Sin embargo, este aspecto, el actoral, de momento es un misterio. Lo único que parece claro, según Variety, es que repetirá por tercera vez consecutiva en el elenco su nuevo actor fetiche, el austríaco Christoph Waltz, quien ganó gracias a él sendos Oscars por «Django» y antes «Malditos bastardos».
Hasta el momento, todo lo que se sabía de este proyecto fue lo que el propio cineasta estadounidense contó el pasado noviembre cuando estuvo como invitado en el programa televisivo «The Tonight Show» para promocionar un comic, que está basado en «Django». «Me lo pasé tan bien escribiendo «Django» y me gustan tanto los westerns, que después de haber aprendido cómo hacer uno me dije: Ok, hagamos otro más, ahora que sabes lo que estés haciendo», dijo entonces.
Tras los rumores existentes de que su nuevo film llevaría el título de «Badlanders», el realizador confesó que «no lo había dicho hasta ahora, pero diré el género de mi próximo proyecto: es una del Oeste». Eso sí, la película -especificó- no será una secuela de su último western, «Django Desencadenado».

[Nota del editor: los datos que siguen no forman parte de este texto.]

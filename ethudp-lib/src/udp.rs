//! UDP path endpoints.
//!
//! Each path binds its own socket. With a known remote port the socket is
//! connected and the kernel filters foreign sources. With a remote port of
//! zero the path runs in NAT mode: the socket stays unconnected, outbound
//! traffic is suppressed, and the peer is learned from the first acceptable
//! inbound datagram (authenticated by the shared secret when one is set).

use std::net::{IpAddr, SocketAddr};
use std::sync::Arc;

use arc_swap::ArcSwap;
use socket2::{Domain, Protocol, Socket, Type};
use tokio::net::UdpSocket;
use tracing::{debug, info};

use crate::config::PathSpec;
use crate::control::PathIndex;
use crate::error::Result;
use crate::wire;

/// Socket receive buffer target. Best effort: the kernel clamps it to
/// `net.core.rmem_max` unless the process has CAP_NET_ADMIN.
pub const RECV_BUFFER_BYTES: usize = 40 * 1024 * 1024;

/// Address family of a path's UDP transport; selects the MSS table.
#[derive(Debug, Clone, Copy, PartialEq, Eq)]
pub enum TransportFamily {
    Ipv4,
    Ipv6,
}

/// Whether an inbound datagram survives source screening.
#[derive(Debug, Clone, Copy, PartialEq, Eq)]
pub enum Delivery {
    Deliver,
    Drop,
}

pub struct UdpPath {
    socket: UdpSocket,
    /// Current remote. Immutable once connected; in NAT mode rewritten by
    /// this path's receive task and read by every other task, hence the
    /// atomic swap.
    peer: ArcSwap<SocketAddr>,
    nat: bool,
    transport: TransportFamily,
    index: PathIndex,
}

impl UdpPath {
    /// Bind (and in non-NAT mode connect) the path's socket.
    ///
    /// Must run inside the tokio runtime that will drive the socket.
    pub fn bind(spec: &PathSpec, index: PathIndex) -> Result<Self> {
        let socket = Socket::new(
            Domain::for_address(spec.local),
            Type::DGRAM,
            Some(Protocol::UDP),
        )?;
        socket.set_reuse_address(true)?;
        if let Err(err) = socket.set_recv_buffer_size(RECV_BUFFER_BYTES) {
            debug!(path = index.name(), %err, "could not grow receive buffer");
        }
        socket.bind(&spec.local.into())?;
        let nat = spec.remote.port() == 0;
        if !nat {
            socket.connect(&spec.remote.into())?;
        }
        socket.set_nonblocking(true)?;
        let socket = UdpSocket::from_std(socket.into())?;

        let transport = match spec.local {
            SocketAddr::V4(_) => TransportFamily::Ipv4,
            SocketAddr::V6(_) => TransportFamily::Ipv6,
        };
        info!(
            path = index.name(),
            local = %spec.local,
            remote = %spec.remote,
            nat,
            "udp path ready"
        );
        Ok(Self {
            socket,
            peer: ArcSwap::from_pointee(spec.remote),
            nat,
            transport,
            index,
        })
    }

    pub fn index(&self) -> PathIndex {
        self.index
    }

    pub fn local_addr(&self) -> std::io::Result<SocketAddr> {
        self.socket.local_addr()
    }

    pub fn is_nat(&self) -> bool {
        self.nat
    }

    pub fn transport(&self) -> TransportFamily {
        self.transport
    }

    /// Remote IP for the loopback filter; known even before a NAT peer's
    /// port is, since the remote host is resolved at startup.
    pub fn peer_ip(&self) -> IpAddr {
        self.peer.load().ip()
    }

    /// Send one datagram to the current remote. In NAT mode the send is
    /// suppressed until a peer with a real port has been learned. Transient
    /// errors are logged and the datagram is dropped.
    pub async fn send(&self, payload: &[u8]) {
        if self.nat {
            let peer = **self.peer.load();
            if peer.port() == 0 {
                return;
            }
            if let Err(err) = self.socket.send_to(payload, peer).await {
                debug!(path = self.index.name(), %err, "udp send failed");
            }
        } else if let Err(err) = self.socket.send(payload).await {
            debug!(path = self.index.name(), %err, "udp send failed");
        }
    }

    pub async fn recv(&self, buf: &mut [u8]) -> std::io::Result<(usize, SocketAddr)> {
        self.socket.recv_from(buf).await
    }

    /// NAT-mode source screening over the decrypted payload, per the peer
    /// learning rules:
    ///
    /// - without a password, any source updates the peer; handshake
    ///   datagrams are consumed
    /// - with a password, only a correct handshake updates the peer, and
    ///   data is accepted from the learned peer alone
    ///
    /// Connected paths deliver everything; the kernel already filtered.
    pub fn screen_source(
        &self,
        src: SocketAddr,
        payload: &[u8],
        password: Option<&str>,
    ) -> Delivery {
        if !self.nat {
            return Delivery::Deliver;
        }
        match password {
            None => {
                self.learn_peer(src);
                if payload.starts_with(wire::PASSWORD_PREFIX) {
                    Delivery::Drop
                } else {
                    Delivery::Deliver
                }
            }
            Some(expected) => {
                if let Some(rest) = payload.strip_prefix(wire::PASSWORD_PREFIX) {
                    if wire::password_matches(rest, expected) {
                        self.learn_peer(src);
                    } else {
                        debug!(path = self.index.name(), %src, "handshake with wrong password");
                    }
                    Delivery::Drop
                } else if **self.peer.load() == src {
                    Delivery::Deliver
                } else {
                    debug!(path = self.index.name(), %src, "datagram from unknown source");
                    Delivery::Drop
                }
            }
        }
    }

    fn learn_peer(&self, src: SocketAddr) {
        if **self.peer.load() == src {
            return;
        }
        self.peer.store(Arc::new(src));
        info!(path = self.index.name(), peer = %src, "nat mode, peer changed");
    }
}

A pesar de que el director no dio entonces más detalles sobre su próxima cinta y aprovechando la promoción de la nueva versión gráfica, basada en «Django desencadenado» y editada por DC Comics, (ya que en 2012, antes del estreno de la película, se puso a la venta una miniserie de seis números en Estados Unidos) Tarantino y el presentador abarcaron diferentes temas. Ambos recordaron la primera visita del estadounidense al plató de «The Tonight Show», en 1992, antes del lanzamiento «Reservoir Dogs».
Además, el cineasta desveló al presentador que sus hábitos de escritura han cambiado desde que empezó a trabajar, en 2009, en el guion de «Malditos Bastardos». Hace unos años, dividía su jornada en dos rondas: por las mañanas escribía en algún lugar público, porque le permitía «obtener que los jugos fluyan» y otra por la noche, durante toda la noche. Sin embargo, a raíz de este film, el guionista se queda en casa, empieza a escribir en torno a las diez de la mañana y concluye la jornada entre las cinco y siete de la tarde. Después, se da un baño en la piscina y le da vueltas a cómo continuar el guión.
Al parecer, ahora mismo el libreto de «The Hateful Eight» estaría prácticamente terminado. Es de imaginar que el rodaje podría desarrollarse a lo largo de este año.